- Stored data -
***

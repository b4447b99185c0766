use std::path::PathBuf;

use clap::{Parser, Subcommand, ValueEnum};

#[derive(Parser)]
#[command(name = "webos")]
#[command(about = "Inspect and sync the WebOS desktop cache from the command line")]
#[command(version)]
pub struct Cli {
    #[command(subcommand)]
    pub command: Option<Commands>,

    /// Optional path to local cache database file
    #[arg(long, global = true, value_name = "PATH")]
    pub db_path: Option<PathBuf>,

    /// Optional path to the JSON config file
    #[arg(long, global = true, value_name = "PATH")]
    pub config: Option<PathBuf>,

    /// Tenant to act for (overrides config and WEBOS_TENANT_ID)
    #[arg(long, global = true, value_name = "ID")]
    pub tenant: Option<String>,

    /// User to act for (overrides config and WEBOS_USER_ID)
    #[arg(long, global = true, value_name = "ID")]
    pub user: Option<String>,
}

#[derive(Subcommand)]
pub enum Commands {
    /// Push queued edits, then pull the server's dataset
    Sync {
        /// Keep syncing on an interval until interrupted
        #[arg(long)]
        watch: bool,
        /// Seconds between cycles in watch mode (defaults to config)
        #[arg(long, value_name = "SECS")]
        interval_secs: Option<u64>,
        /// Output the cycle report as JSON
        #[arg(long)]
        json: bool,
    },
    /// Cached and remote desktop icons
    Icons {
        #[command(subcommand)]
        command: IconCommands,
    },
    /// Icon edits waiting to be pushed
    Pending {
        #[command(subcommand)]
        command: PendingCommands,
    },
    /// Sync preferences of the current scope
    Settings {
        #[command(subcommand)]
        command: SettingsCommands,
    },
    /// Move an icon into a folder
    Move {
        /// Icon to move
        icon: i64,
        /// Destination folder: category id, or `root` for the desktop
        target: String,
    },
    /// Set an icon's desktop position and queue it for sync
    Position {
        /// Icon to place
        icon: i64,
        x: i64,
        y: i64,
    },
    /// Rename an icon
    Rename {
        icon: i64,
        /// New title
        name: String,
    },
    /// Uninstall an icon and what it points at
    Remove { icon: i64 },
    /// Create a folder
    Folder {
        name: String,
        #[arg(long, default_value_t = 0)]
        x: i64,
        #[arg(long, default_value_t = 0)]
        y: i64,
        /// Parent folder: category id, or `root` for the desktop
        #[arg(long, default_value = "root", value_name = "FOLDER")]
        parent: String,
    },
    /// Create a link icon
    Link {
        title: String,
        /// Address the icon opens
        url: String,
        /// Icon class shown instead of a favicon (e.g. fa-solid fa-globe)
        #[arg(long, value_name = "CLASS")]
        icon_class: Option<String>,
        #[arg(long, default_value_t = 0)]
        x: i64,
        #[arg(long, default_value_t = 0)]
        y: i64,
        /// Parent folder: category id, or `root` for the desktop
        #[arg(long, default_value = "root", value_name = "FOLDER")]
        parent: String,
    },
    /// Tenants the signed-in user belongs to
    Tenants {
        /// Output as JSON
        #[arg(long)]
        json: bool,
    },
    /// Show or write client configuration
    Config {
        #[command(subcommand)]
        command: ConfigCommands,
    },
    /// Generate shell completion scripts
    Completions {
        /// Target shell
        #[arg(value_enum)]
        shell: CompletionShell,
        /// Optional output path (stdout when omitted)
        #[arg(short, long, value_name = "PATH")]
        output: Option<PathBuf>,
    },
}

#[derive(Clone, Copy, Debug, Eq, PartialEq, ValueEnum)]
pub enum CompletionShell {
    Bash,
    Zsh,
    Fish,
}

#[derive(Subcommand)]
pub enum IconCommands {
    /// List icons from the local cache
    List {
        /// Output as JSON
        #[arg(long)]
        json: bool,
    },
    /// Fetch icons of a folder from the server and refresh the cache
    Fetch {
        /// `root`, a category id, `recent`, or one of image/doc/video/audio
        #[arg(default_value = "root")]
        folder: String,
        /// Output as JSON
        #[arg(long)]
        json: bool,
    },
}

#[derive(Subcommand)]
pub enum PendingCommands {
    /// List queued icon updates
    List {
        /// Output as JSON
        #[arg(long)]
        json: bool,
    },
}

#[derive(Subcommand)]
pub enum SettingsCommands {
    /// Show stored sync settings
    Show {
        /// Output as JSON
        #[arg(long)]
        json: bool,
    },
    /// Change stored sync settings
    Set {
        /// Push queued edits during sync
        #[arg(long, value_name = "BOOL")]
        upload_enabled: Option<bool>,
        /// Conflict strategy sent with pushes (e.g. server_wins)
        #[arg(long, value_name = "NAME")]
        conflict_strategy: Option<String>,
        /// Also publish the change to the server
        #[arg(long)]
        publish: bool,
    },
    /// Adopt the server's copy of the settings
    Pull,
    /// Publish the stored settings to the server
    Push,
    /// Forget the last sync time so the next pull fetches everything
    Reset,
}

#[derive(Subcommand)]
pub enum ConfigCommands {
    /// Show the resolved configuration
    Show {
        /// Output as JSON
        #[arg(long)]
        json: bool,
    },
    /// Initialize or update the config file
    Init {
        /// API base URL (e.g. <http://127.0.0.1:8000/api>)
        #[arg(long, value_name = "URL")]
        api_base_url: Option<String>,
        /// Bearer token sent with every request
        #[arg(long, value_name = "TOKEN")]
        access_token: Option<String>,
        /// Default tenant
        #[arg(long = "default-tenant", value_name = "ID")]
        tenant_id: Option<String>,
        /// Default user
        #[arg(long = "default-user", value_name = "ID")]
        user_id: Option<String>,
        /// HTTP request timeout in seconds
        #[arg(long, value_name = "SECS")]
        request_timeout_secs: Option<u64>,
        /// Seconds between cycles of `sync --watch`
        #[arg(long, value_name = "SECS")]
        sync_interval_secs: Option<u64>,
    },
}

***

- WORK INSTRUCTION -
Copy out each line of the data where the string "cycles" appears.

- OUTPUT OF THE EXERCISE -
        /// Seconds between cycles in watch mode (defaults to config)
        /// Seconds between cycles of `sync --watch`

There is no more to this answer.